- [BRIEF] In these records, how many lines contain "lowercase"? Please reply with the number only.

- [EXERCISE INPUT]
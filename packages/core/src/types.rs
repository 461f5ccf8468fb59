//! Graph entities: [`Node`], [`NodeReference`], [`Edge`], and [`MatchBy`].
//!
//! Entities are immutable values that are checked when they are built. Fields
//! are private so a `Node` or `Edge` that exists is always structurally
//! valid; deserialisation goes through the same checks via
//! `#[serde(try_from = ...)]`.
//!
//! Graph-level rules (unique ids, the zero-kinds/source-kind interaction) are
//! enforced by [`OpenGraphBuilder`](crate::OpenGraphBuilder), not here.

use serde::{Deserialize, Serialize};

use crate::properties::{parse_properties, PropertyMap, PropertyValue, RawProperties};
use crate::validation::{
    check_edge_kind, check_node_shape, check_reference, ValidationError, MAX_KINDS,
};

/// How a [`NodeReference`] is resolved against the nodes of a graph.
///
/// Serialises as a lowercase string (`"id"` or `"name"`).
#[derive(Debug, Clone, Copy, Default, Serialize, Deserialize, PartialEq, Eq, Hash)]
#[serde(rename_all = "lowercase")]
pub enum MatchBy {
    /// Match the node whose `id` equals the reference value.
    #[default]
    Id,
    /// Match the node whose `name` property equals the reference value.
    Name,
}

impl std::fmt::Display for MatchBy {
    fn fmt(&self, f: &mut std::fmt::Formatter<'_>) -> std::fmt::Result {
        match self {
            MatchBy::Id => write!(f, "id"),
            MatchBy::Name => write!(f, "name"),
        }
    }
}

/// Parses a [`MatchBy`] from its lowercase wire-format string.
impl std::str::FromStr for MatchBy {
    type Err = String;
    fn from_str(s: &str) -> Result<Self, Self::Err> {
        match s {
            "id" => Ok(MatchBy::Id),
            "name" => Ok(MatchBy::Name),
            _ => Err(format!("unknown match strategy {:?}; expected one of: id, name", s)),
        }
    }
}

/// A pointer to a node, used as either end of an [`Edge`].
///
/// This is a descriptor, not a verified link: nothing checks that the target
/// exists when the reference is built. See
/// [`OpenGraphBuilder::check_references`](crate::OpenGraphBuilder::check_references)
/// for opt-in resolution.
///
/// Serialises as `{ "value": ..., "match_by": "id"|"name", "kind"?: ... }`.
#[derive(Debug, Clone, PartialEq, Eq, Serialize, Deserialize)]
#[serde(try_from = "RawReference")]
pub struct NodeReference {
    value: String,
    match_by: MatchBy,
    #[serde(skip_serializing_if = "Option::is_none")]
    kind: Option<String>,
}

impl NodeReference {
    /// Build a reference, checking that `value` and any `kind` filter are non-empty.
    pub fn new(
        value: impl Into<String>,
        match_by: MatchBy,
        kind: Option<String>,
    ) -> Result<Self, ValidationError> {
        let value = value.into();
        check_reference(&value, kind.as_deref())?;
        Ok(Self {
            value,
            match_by,
            kind,
        })
    }

    /// Reference a node by id, with no kind filter.
    pub fn by_id(value: impl Into<String>) -> Result<Self, ValidationError> {
        Self::new(value, MatchBy::Id, None)
    }

    /// Reference a node by its `name` property, with no kind filter.
    pub fn by_name(value: impl Into<String>) -> Result<Self, ValidationError> {
        Self::new(value, MatchBy::Name, None)
    }

    pub fn value(&self) -> &str {
        &self.value
    }

    pub fn match_by(&self) -> MatchBy {
        self.match_by
    }

    pub fn kind(&self) -> Option<&str> {
        self.kind.as_deref()
    }
}

#[derive(Deserialize)]
struct RawReference {
    value: String,
    #[serde(default)]
    match_by: MatchBy,
    #[serde(default)]
    kind: Option<String>,
}

impl TryFrom<RawReference> for NodeReference {
    type Error = ValidationError;
    fn try_from(raw: RawReference) -> Result<Self, Self::Error> {
        Self::new(raw.value, raw.match_by, raw.kind)
    }
}

/// A node of the graph.
///
/// Serialises as `{ "id": ..., "kinds": [...], "properties"?: {...} }`;
/// `properties` is omitted when empty.
#[derive(Debug, Clone, PartialEq, Serialize, Deserialize)]
#[serde(try_from = "RawNode")]
pub struct Node {
    id: String,
    kinds: Vec<String>,
    #[serde(skip_serializing_if = "PropertyMap::is_empty")]
    properties: PropertyMap,
}

impl Node {
    /// Build a node, checking in order: non-empty id, at most three kinds,
    /// non-empty kind labels, then the property rules.
    ///
    /// An empty `kinds` list is accepted here; whether it is legal depends on
    /// the graph the node is added to.
    pub fn new<K>(
        id: impl Into<String>,
        kinds: K,
        properties: Option<RawProperties>,
    ) -> Result<Self, ValidationError>
    where
        K: IntoIterator,
        K::Item: Into<String>,
    {
        let id = id.into();
        let kinds: Vec<String> = kinds.into_iter().map(Into::into).collect();
        check_node_shape(&id, &kinds)?;
        let properties = match &properties {
            Some(raw) => parse_properties(raw)?,
            None => PropertyMap::new(),
        };
        Ok(Self {
            id,
            kinds,
            properties,
        })
    }

    pub fn id(&self) -> &str {
        &self.id
    }

    pub fn kinds(&self) -> &[String] {
        &self.kinds
    }

    pub fn properties(&self) -> &PropertyMap {
        &self.properties
    }

    pub fn property(&self, key: &str) -> Option<&PropertyValue> {
        self.properties.get(key)
    }

    /// The `name` property, when it is a string. Used by name-based references.
    pub fn name(&self) -> Option<&str> {
        self.property("name").and_then(PropertyValue::as_str)
    }

    pub fn has_kind(&self, kind: &str) -> bool {
        self.kinds.iter().any(|k| k == kind)
    }

    /// Combine `other` into a copy of this node.
    ///
    /// Kinds are unioned in first-seen order; properties from `other` override
    /// properties with the same key. Fails if the union exceeds [`MAX_KINDS`].
    pub(crate) fn merged_with(&self, other: Node) -> Result<Node, ValidationError> {
        let mut kinds = self.kinds.clone();
        for kind in other.kinds {
            if !kinds.contains(&kind) {
                kinds.push(kind);
            }
        }
        if kinds.len() > MAX_KINDS {
            return Err(ValidationError::TooManyKinds {
                id: self.id.clone(),
                count: kinds.len(),
            });
        }

        let mut properties = self.properties.clone();
        properties.extend(other.properties);

        Ok(Node {
            id: self.id.clone(),
            kinds,
            properties,
        })
    }
}

#[derive(Deserialize)]
struct RawNode {
    id: String,
    #[serde(default)]
    kinds: Vec<String>,
    #[serde(default)]
    properties: Option<RawProperties>,
}

impl TryFrom<RawNode> for Node {
    type Error = ValidationError;
    fn try_from(raw: RawNode) -> Result<Self, Self::Error> {
        Self::new(raw.id, raw.kinds, raw.properties)
    }
}

/// A directed, typed relationship between two [`NodeReference`]s.
///
/// Self-loops are legal. Serialises as
/// `{ "start": {...}, "end": {...}, "kind": ..., "properties"?: {...} }`.
#[derive(Debug, Clone, PartialEq, Serialize, Deserialize)]
#[serde(try_from = "RawEdge")]
pub struct Edge {
    start: NodeReference,
    end: NodeReference,
    kind: String,
    #[serde(skip_serializing_if = "PropertyMap::is_empty")]
    properties: PropertyMap,
}

impl Edge {
    /// Build an edge, checking that `kind` is non-empty and `properties` pass
    /// the property rules. Both references are already valid by construction.
    pub fn new(
        start: NodeReference,
        end: NodeReference,
        kind: impl Into<String>,
        properties: Option<RawProperties>,
    ) -> Result<Self, ValidationError> {
        let kind = kind.into();
        check_edge_kind(&kind)?;
        let properties = match &properties {
            Some(raw) => parse_properties(raw)?,
            None => PropertyMap::new(),
        };
        Ok(Self {
            start,
            end,
            kind,
            properties,
        })
    }

    pub fn start(&self) -> &NodeReference {
        &self.start
    }

    pub fn end(&self) -> &NodeReference {
        &self.end
    }

    pub fn kind(&self) -> &str {
        &self.kind
    }

    pub fn properties(&self) -> &PropertyMap {
        &self.properties
    }
}

#[derive(Deserialize)]
struct RawEdge {
    start: NodeReference,
    end: NodeReference,
    kind: String,
    #[serde(default)]
    properties: Option<RawProperties>,
}

impl TryFrom<RawEdge> for Edge {
    type Error = ValidationError;
    fn try_from(raw: RawEdge) -> Result<Self, Self::Error> {
        Self::new(raw.start, raw.end, raw.kind, raw.properties)
    }
}

// --- tests -------------------------------------------------------------------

- [EXERCISE ANSWER] 3